*** Begin section ***
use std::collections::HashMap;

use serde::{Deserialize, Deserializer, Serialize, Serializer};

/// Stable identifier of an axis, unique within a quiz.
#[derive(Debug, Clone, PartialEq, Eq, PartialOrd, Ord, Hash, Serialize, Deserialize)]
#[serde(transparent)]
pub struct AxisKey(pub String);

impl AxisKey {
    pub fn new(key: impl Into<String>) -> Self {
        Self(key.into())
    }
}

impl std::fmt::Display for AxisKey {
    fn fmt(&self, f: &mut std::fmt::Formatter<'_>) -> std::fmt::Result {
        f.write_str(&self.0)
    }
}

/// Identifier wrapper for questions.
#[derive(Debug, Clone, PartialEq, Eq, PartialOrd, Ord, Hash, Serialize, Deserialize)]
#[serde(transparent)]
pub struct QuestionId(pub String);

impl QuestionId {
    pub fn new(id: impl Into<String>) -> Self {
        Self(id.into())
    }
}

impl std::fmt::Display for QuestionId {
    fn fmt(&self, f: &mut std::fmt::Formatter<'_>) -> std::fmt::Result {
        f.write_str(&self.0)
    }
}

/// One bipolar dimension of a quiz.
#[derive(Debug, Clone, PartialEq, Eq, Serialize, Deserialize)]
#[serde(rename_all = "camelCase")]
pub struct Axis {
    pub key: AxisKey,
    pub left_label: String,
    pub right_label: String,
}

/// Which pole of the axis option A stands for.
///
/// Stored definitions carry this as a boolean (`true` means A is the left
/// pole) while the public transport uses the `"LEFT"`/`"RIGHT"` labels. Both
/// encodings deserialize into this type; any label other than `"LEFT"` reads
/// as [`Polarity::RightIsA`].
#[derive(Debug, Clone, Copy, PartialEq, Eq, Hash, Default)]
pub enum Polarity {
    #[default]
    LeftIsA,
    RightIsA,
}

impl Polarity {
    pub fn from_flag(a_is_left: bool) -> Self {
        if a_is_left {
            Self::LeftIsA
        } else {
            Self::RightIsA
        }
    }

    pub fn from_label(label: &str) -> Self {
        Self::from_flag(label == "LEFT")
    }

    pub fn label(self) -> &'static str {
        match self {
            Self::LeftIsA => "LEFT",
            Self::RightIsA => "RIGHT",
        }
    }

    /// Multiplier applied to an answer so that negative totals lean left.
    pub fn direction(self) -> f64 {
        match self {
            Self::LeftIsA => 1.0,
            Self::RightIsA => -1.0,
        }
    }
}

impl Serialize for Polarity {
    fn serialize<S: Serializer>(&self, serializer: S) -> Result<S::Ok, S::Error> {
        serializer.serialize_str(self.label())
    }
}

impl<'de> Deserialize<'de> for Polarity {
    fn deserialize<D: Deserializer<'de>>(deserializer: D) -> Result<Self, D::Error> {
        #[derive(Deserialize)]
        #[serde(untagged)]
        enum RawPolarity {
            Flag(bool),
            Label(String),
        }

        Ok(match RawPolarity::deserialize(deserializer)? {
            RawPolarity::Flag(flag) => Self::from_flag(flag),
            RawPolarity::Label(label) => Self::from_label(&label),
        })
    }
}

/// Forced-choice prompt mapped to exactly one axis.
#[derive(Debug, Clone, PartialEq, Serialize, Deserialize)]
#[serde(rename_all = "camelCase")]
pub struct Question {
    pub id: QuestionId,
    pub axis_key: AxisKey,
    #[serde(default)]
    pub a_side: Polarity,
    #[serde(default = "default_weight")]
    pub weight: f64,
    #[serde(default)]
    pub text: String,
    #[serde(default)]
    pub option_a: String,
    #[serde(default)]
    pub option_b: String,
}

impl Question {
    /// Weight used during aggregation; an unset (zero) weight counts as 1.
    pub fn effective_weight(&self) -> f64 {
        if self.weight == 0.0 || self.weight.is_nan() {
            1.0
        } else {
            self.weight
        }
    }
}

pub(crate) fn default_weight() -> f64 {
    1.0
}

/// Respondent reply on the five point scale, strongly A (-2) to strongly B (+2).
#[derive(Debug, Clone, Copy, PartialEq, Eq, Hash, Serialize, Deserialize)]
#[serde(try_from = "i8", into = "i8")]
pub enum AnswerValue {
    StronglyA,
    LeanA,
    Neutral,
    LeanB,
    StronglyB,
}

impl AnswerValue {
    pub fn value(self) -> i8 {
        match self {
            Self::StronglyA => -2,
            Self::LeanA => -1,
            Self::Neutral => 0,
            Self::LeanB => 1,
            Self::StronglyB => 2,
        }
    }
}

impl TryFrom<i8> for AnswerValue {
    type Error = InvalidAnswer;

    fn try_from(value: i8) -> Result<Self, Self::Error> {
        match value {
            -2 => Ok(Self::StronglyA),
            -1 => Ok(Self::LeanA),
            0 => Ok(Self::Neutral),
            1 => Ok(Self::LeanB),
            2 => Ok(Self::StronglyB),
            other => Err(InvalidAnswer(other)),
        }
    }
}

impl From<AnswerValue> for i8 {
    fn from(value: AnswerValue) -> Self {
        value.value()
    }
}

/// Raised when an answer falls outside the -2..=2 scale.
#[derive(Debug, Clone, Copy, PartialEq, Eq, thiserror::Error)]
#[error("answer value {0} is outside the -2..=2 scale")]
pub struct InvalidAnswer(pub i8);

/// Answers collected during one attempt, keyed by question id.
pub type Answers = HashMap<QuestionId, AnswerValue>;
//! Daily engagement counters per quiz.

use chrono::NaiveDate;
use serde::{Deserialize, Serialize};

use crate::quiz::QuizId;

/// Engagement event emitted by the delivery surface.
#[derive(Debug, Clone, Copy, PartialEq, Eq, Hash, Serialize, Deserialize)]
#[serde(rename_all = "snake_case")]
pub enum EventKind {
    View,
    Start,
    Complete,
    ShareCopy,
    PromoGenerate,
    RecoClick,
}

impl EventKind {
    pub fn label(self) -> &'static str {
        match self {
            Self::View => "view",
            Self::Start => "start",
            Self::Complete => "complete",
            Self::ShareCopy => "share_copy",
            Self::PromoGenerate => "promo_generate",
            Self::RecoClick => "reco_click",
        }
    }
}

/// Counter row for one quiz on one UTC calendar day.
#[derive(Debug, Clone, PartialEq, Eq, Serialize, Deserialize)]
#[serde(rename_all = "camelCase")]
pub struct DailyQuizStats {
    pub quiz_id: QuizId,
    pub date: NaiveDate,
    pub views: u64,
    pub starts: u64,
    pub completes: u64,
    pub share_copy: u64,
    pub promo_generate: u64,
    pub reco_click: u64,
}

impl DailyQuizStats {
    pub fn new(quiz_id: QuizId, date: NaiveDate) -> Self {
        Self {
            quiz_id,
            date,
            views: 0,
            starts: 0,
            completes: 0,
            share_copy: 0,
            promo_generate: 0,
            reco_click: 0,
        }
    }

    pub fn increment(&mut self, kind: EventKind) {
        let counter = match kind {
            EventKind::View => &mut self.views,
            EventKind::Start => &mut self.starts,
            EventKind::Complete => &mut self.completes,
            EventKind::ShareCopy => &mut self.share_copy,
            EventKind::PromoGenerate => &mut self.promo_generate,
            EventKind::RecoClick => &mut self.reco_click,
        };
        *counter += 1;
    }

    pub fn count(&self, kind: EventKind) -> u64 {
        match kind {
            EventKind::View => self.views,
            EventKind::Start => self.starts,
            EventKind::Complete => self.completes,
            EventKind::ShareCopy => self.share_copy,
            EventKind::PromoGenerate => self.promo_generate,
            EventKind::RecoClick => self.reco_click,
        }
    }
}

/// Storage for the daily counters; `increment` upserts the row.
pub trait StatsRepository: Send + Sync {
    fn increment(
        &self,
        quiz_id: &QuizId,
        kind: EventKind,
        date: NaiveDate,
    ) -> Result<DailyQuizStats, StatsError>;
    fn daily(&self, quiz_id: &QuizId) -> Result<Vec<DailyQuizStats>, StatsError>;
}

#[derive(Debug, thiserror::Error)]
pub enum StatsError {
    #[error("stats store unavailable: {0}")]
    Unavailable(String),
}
*** End section ***
> TASK STATEMENT: From the data, pick out every line that includes "increment".

> WRITTEN SOLUTION:
    pub fn increment(&mut self, kind: EventKind) {
/// Storage for the daily counters; `increment` upserts the row.
    fn increment(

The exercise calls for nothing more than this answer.